O Salvador analisa-me. A confusão impressa na expressão do seu rosto. Para ele tudo isto é ainda mais difícil de entender. Ele não percebe a importância dos leucócitos, mas eu entendo.

− Os glóbulos brancos, ou leucócitos, são as células responsáveis por eliminar grande parte dos microrganismos que conseguem entrar na nossa corrente sanguínea − digo. A explicação dá-me tempo para organizar os pensamentos. − Sem eles, ficamos com o nosso sistema imunitário completamente fragilizado.

− Então quer dizer que alguém induziu essa condição nos dois.

− Talvez... Mas mesmo eliminando todos os leucócitos seriam precisos dias, quem sabe mais, para que algum vírus se proliferasse no organismo humano a ponto de matar. E isso torna-se ainda mais difícil tendo em conta que estamos num ambiente tão controlado como este. Não estamos no planeta Terra.

− E isso quer dizer...?

− Isso quer dizer que alguém criou um soro capaz de desintegrar de uma forma rápida e eficaz todos os glóbulos brancos de um organismo, mas que também contém um vírus tão potente, que sem qualquer tipo de travão, mata uma pessoa em menos de 24 horas.
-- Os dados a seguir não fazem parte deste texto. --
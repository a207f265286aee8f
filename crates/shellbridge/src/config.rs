//! Configuration management for shellbridge.
//!
//! This module provides TOML-based configuration file loading and saving.
//! The default configuration path is `~/.config/shellbridge/config.toml`.

use std::fs;
use std::path::{Path, PathBuf};
use std::time::Duration;

use anyhow::{Context, Result};
use serde::{Deserialize, Serialize};
use thiserror::Error;

use crate::session::{screen::DEFAULT_SCROLLBACK, PrefixWrapper};

/// Configuration validation errors.
#[derive(Debug, Error, PartialEq)]
pub enum ConfigError {
    #[error("cols and rows must be between 1 and 1000, got {cols}x{rows}")]
    InvalidDimensions { cols: u16, rows: u16 },

    #[error("poll_interval_ms must be between 50 and 60000, got {0}")]
    InvalidPollInterval(u64),

    #[error("probe_timeout_ms must be between 10 and 30000, got {0}")]
    InvalidProbeTimeout(u64),

    #[error("shell not found: {0}")]
    InvalidShellPath(String),

    #[error("sandbox is enabled but no sandbox command is configured")]
    MissingSandboxCommand,

    #[error("sandbox command not found: {0}")]
    InvalidSandboxCommand(String),

    #[error("log_level must be one of: trace, debug, info, warn, error; got {0}")]
    InvalidLogLevel(String),
}

/// One configuration value taken from the environment.
#[derive(Debug, Clone, PartialEq, Eq)]
pub struct EnvOverride {
    pub var: &'static str,
    pub value: String,
}

/// Valid log level values for tracing configuration.
const VALID_LOG_LEVELS: &[&str] = &["trace", "debug", "info", "warn", "error"];

/// Main configuration structure.
#[derive(Debug, Clone, Serialize, Deserialize, PartialEq, Default)]
#[serde(default)]
pub struct Config {
    pub general: GeneralConfig,
    pub session: SessionConfig,
    pub proxy: ProxyConfig,
    pub sandbox: SandboxConfig,
}

#[derive(Debug, Clone, Serialize, Deserialize, PartialEq)]
#[serde(default)]
pub struct GeneralConfig {
    /// Directory for logs and recordings.
    pub data_dir: PathBuf,

    /// Logging level (trace, debug, info, warn, error).
    pub log_level: String,
}

#[derive(Debug, Clone, Serialize, Deserialize, PartialEq)]
#[serde(default)]
pub struct SessionConfig {
    /// Shell to launch. Empty means `$SHELL`, then `/bin/sh`.
    pub shell: String,
    /// Initial columns when stdin is not a terminal.
    pub cols: u16,
    /// Initial rows when stdin is not a terminal.
    pub rows: u16,
    /// Lines of scrollback kept by the emulator.
    pub scrollback: usize,
    /// Inject prompt and cwd markers into bash, zsh and fish.
    pub shell_integration: bool,
}

#[derive(Debug, Clone, Serialize, Deserialize, PartialEq)]
#[serde(default)]
pub struct ProxyConfig {
    /// Socket path. Unset means the per-user runtime directory.
    pub socket_path: Option<PathBuf>,
    /// How often a server checks that the socket is still its own.
    pub poll_interval_ms: u64,
    /// Connect timeout when probing an existing socket.
    pub probe_timeout_ms: u64,
}

#[derive(Debug, Clone, Serialize, Deserialize, PartialEq, Default)]
#[serde(default)]
pub struct SandboxConfig {
    /// Run the shell through `command`.
    pub enabled: bool,
    /// Wrapper program, e.g. `firejail`.
    pub command: String,
    /// Arguments placed before the shell command line.
    pub args: Vec<String>,
}

impl Default for GeneralConfig {
    fn default() -> Self {
        Self {
            data_dir: default_data_dir(),
            log_level: "info".to_string(),
        }
    }
}

impl Default for SessionConfig {
    fn default() -> Self {
        Self {
            shell: String::new(),
            cols: 80,
            rows: 24,
            scrollback: DEFAULT_SCROLLBACK,
            shell_integration: true,
        }
    }
}

impl Default for ProxyConfig {
    fn default() -> Self {
        Self {
            socket_path: None,
            poll_interval_ms: 1000,
            probe_timeout_ms: 1000,
        }
    }
}

impl ProxyConfig {
    pub fn poll_interval(&self) -> Duration {
        Duration::from_millis(self.poll_interval_ms)
    }

    pub fn probe_timeout(&self) -> Duration {
        Duration::from_millis(self.probe_timeout_ms)
    }

    /// Configured socket path, or the per-user default.
    pub fn socket_path(&self) -> PathBuf {
        self.socket_path
            .clone()
            .unwrap_or_else(crate::proxy::default_socket_path)
    }
}

impl SandboxConfig {
    /// The configured wrapper, when enabled.
    pub fn wrapper(&self) -> Option<PrefixWrapper> {
        (self.enabled && !self.command.is_empty())
            .then(|| PrefixWrapper::new(self.command.clone(), self.args.clone()))
    }
}

/// Returns the default configuration file path.
pub fn default_config_path() -> PathBuf {
    dirs::config_dir()
        .unwrap_or_else(|| PathBuf::from("."))
        .join("shellbridge")
        .join("config.toml")
}

/// Returns the default data directory path.
fn default_data_dir() -> PathBuf {
    dirs::data_local_dir()
        .unwrap_or_else(|| PathBuf::from("."))
        .join("shellbridge")
}

impl Config {
    /// Apply environment variable overrides to the configuration.
    ///
    /// Environment variables take precedence over config file values.
    /// Supported variables:
    /// - SHELLBRIDGE_LOG_LEVEL: Override log level
    /// - SHELLBRIDGE_SOCKET: Override the proxy socket path
    /// - SHELLBRIDGE_SHELL: Override the shell
    ///
    /// Returns the overrides that were applied. This runs before logging is
    /// set up, so the caller reports them once it is.
    pub fn apply_env_overrides(&mut self) -> Vec<EnvOverride> {
        let mut applied = Vec::new();
        let mut read = |var: &'static str| {
            let value = std::env::var(var).ok().filter(|v| !v.is_empty())?;
            applied.push(EnvOverride {
                var,
                value: value.clone(),
            });
            Some(value)
        };

        if let Some(level) = read("SHELLBRIDGE_LOG_LEVEL") {
            self.general.log_level = level;
        }
        if let Some(socket) = read("SHELLBRIDGE_SOCKET") {
            self.proxy.socket_path = Some(PathBuf::from(socket));
        }
        if let Some(shell) = read("SHELLBRIDGE_SHELL") {
            self.session.shell = shell;
        }
        applied
    }

    /// Validate the configuration values.
    pub fn validate(&self) -> Result<(), ConfigError> {
        let (cols, rows) = (self.session.cols, self.session.rows);
        if !(1..=1000).contains(&cols) || !(1..=1000).contains(&rows) {
            return Err(ConfigError::InvalidDimensions { cols, rows });
        }

        if !(50..=60_000).contains(&self.proxy.poll_interval_ms) {
            return Err(ConfigError::InvalidPollInterval(self.proxy.poll_interval_ms));
        }

        if !(10..=30_000).contains(&self.proxy.probe_timeout_ms) {
            return Err(ConfigError::InvalidProbeTimeout(self.proxy.probe_timeout_ms));
        }

        if !self.session.shell.is_empty() && !program_exists(&self.session.shell) {
            return Err(ConfigError::InvalidShellPath(self.session.shell.clone()));
        }

        if self.sandbox.enabled {
            if self.sandbox.command.is_empty() {
                return Err(ConfigError::MissingSandboxCommand);
            }
            if !program_exists(&self.sandbox.command) {
                return Err(ConfigError::InvalidSandboxCommand(
                    self.sandbox.command.clone(),
                ));
            }
        }

        let level = self.general.log_level.to_lowercase();
        if !VALID_LOG_LEVELS.contains(&level.as_str()) {
            return Err(ConfigError::InvalidLogLevel(self.general.log_level.clone()));
        }

        Ok(())
    }

    /// Load configuration from a file.
    ///
    /// If the file does not exist, returns the default configuration.
    pub fn load<P: AsRef<Path>>(path: P) -> Result<Self> {
        let path = path.as_ref();

        if !path.exists() {
            tracing::debug!("Config file not found at {:?}, using defaults", path);
            return Ok(Self::default());
        }

        let contents = fs::read_to_string(path)
            .with_context(|| format!("Failed to read config file: {}", path.display()))?;

        Self::from_toml(&contents)
            .with_context(|| format!("Failed to parse config file: {}", path.display()))
    }

    /// Load configuration from the default path.
    pub fn load_default() -> Result<Self> {
        Self::load(default_config_path())
    }

    /// Parse configuration from a TOML string.
    pub fn from_toml(toml_str: &str) -> Result<Self> {
        toml::from_str(toml_str)
            .map_err(|e| anyhow::anyhow!("Invalid TOML configuration: {}", format_toml_error(&e)))
    }

    /// Save configuration to a file, creating parent directories.
    pub fn save<P: AsRef<Path>>(&self, path: P) -> Result<()> {
        let path = path.as_ref();

        if let Some(parent) = path.parent() {
            fs::create_dir_all(parent).with_context(|| {
                format!("Failed to create config directory: {}", parent.display())
            })?;
        }

        let contents = self.to_toml()?;
        fs::write(path, contents)
            .with_context(|| format!("Failed to write config file: {}", path.display()))?;

        tracing::debug!("Configuration saved to {:?}", path);
        Ok(())
    }

    /// Serialize configuration to a TOML string.
    pub fn to_toml(&self) -> Result<String> {
        toml::to_string_pretty(self).context("Failed to serialize configuration to TOML")
    }

    /// Directory for unnamed recordings.
    pub fn recordings_dir(&self) -> PathBuf {
        self.general.data_dir.join("recordings")
    }

    /// Directory for log files.
    pub fn logs_dir(&self) -> PathBuf {
        self.general.data_dir.join("logs")
    }
}

/// An absolute path that exists, or a name found on `PATH`.
fn program_exists(program: &str) -> bool {
    let path = Path::new(program);
    if path.is_absolute() {
        path.exists()
    } else {
        which::which(program).is_ok()
    }
}

/// Format a TOML deserialization error for user-friendly display.
fn format_toml_error(error: &toml::de::Error) -> String {
    let mut msg = error.message().to_string();

    if let Some(span) = error.span() {
        msg.push_str(&format!(" (at position {}..{})", span.start, span.end));
    }

    msg
}

#[cfg(test)]
mod tests {
    use super::*;
    use serial_test::serial;
    use tempfile::TempDir;

    #[test]
    fn test_default_config() {
        let config = Config::default();

        assert_eq!(config.general.log_level, "info");
        assert!(config.general.data_dir.to_string_lossy().contains("shellbridge"));
        assert_eq!((config.session.cols, config.session.rows), (80, 24));
        assert!(config.session.shell_integration);
        assert_eq!(config.proxy.poll_interval(), Duration::from_secs(1));
        assert!(config.proxy.socket_path.is_none());
        assert!(!config.sandbox.enabled);
        assert!(config.validate().is_ok());
    }

    #[test]
    fn test_parse_partial_toml() {
        let config = Config::from_toml(
            r#"
            [session]
            shell = "/bin/sh"
            cols = 120

            [proxy]
            socket_path = "/tmp/custom.sock"
            poll_interval_ms = 250
            "#,
        )
        .unwrap();

        assert_eq!(config.session.shell, "/bin/sh");
        assert_eq!(config.session.cols, 120);
        assert_eq!(config.session.rows, 24);
        assert_eq!(config.proxy.socket_path(), PathBuf::from("/tmp/custom.sock"));
        assert_eq!(config.proxy.poll_interval(), Duration::from_millis(250));
        assert_eq!(config.proxy.probe_timeout_ms, 1000);
    }

    #[test]
    fn test_invalid_toml_reports_position() {
        let err = Config::from_toml("[session\ncols = 1").unwrap_err();
        assert!(err.to_string().contains("Invalid TOML configuration"));
    }

    #[test]
    fn test_save_and_load_round_trip() {
        let dir = TempDir::new().unwrap();
        let path = dir.path().join("nested").join("config.toml");

        let mut config = Config::default();
        config.general.log_level = "debug".to_string();
        config.sandbox = SandboxConfig {
            enabled: true,
            command: "env".to_string(),
            args: vec!["SANDBOXED=1".to_string()],
        };
        config.save(&path).unwrap();

        assert_eq!(Config::load(&path).unwrap(), config);
    }

    #[test]
    fn test_load_missing_file_uses_defaults() {
        let dir = TempDir::new().unwrap();
        let config = Config::load(dir.path().join("absent.toml")).unwrap();
        assert_eq!(config, Config::default());
    }

    #[test]
    fn test_validate_rejects_bad_values() {
        let mut config = Config::default();
        config.session.cols = 0;
        assert_eq!(
            config.validate(),
            Err(ConfigError::InvalidDimensions { cols: 0, rows: 24 })
        );

        let mut config = Config::default();
        config.proxy.poll_interval_ms = 5;
        assert_eq!(config.validate(), Err(ConfigError::InvalidPollInterval(5)));

        let mut config = Config::default();
        config.session.shell = "/definitely/not/a/shell".to_string();
        assert!(matches!(
            config.validate(),
            Err(ConfigError::InvalidShellPath(_))
        ));

        let mut config = Config::default();
        config.sandbox.enabled = true;
        assert_eq!(config.validate(), Err(ConfigError::MissingSandboxCommand));

        let mut config = Config::default();
        config.general.log_level = "loud".to_string();
        assert_eq!(
            config.validate(),
            Err(ConfigError::InvalidLogLevel("loud".to_string()))
        );
    }

    #[test]
    fn test_sandbox_wrapper_only_when_enabled() {
        let mut sandbox = SandboxConfig {
            enabled: false,
            command: "env".to_string(),
            args: Vec::new(),
        };
        assert!(sandbox.wrapper().is_none());
        sandbox.enabled = true;
        assert!(sandbox.wrapper().is_some());
    }

    #[test]
    #[serial]
    fn test_env_overrides() {
        // SAFETY: serialized with other env-mutating tests
        unsafe {
            std::env::set_var("SHELLBRIDGE_LOG_LEVEL", "trace");
            std::env::set_var("SHELLBRIDGE_SOCKET", "/tmp/env.sock");
            std::env::set_var("SHELLBRIDGE_SHELL", "/bin/sh");
        }

        let mut config = Config::default();
        let applied = config.apply_env_overrides();

        // SAFETY: serialized with other env-mutating tests
        unsafe {
            std::env::remove_var("SHELLBRIDGE_LOG_LEVEL");
            std::env::remove_var("SHELLBRIDGE_SOCKET");
            std::env::remove_var("SHELLBRIDGE_SHELL");
        }

        assert_eq!(config.general.log_level, "trace");
        assert_eq!(config.proxy.socket_path(), PathBuf::from("/tmp/env.sock"));
        assert_eq!(config.session.shell, "/bin/sh");

        let vars: Vec<&str> = applied.iter().map(|o| o.var).collect();
        assert_eq!(
            vars,
            ["SHELLBRIDGE_LOG_LEVEL", "SHELLBRIDGE_SOCKET", "SHELLBRIDGE_SHELL"]
        );
        assert_eq!(applied[1].value, "/tmp/env.sock");
    }

    #[test]
    #[serial]
    fn test_empty_env_values_are_ignored() {
        // SAFETY: serialized with other env-mutating tests
        unsafe {
            std::env::set_var("SHELLBRIDGE_SHELL", "");
            std::env::remove_var("SHELLBRIDGE_LOG_LEVEL");
            std::env::remove_var("SHELLBRIDGE_SOCKET");
        }

        let mut config = Config::default();
        let applied = config.apply_env_overrides();

        // SAFETY: serialized with other env-mutating tests
        unsafe {
            std::env::remove_var("SHELLBRIDGE_SHELL");
        }

        assert!(applied.is_empty());
        assert_eq!(config, Config::default());
    }
}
− Foi essa a causa de morte do Nico e da Celeste Bacelar. A morte deles foi propositada − profere horrorizado. O rosto dele parece o espelho do meu, marcado exatamente pelas mesmas inquietações e frustrações.

− Sim, e só há uma pessoa que beneficiaria com o desaparecimento dos dois.

Basta olhar para o fundo e redondo azul que me fita para perceber que estamos em sintonia, que o nome que corrói os nossos pensamentos é apenas um: Henrique Serrano, o atual 1º Comandante.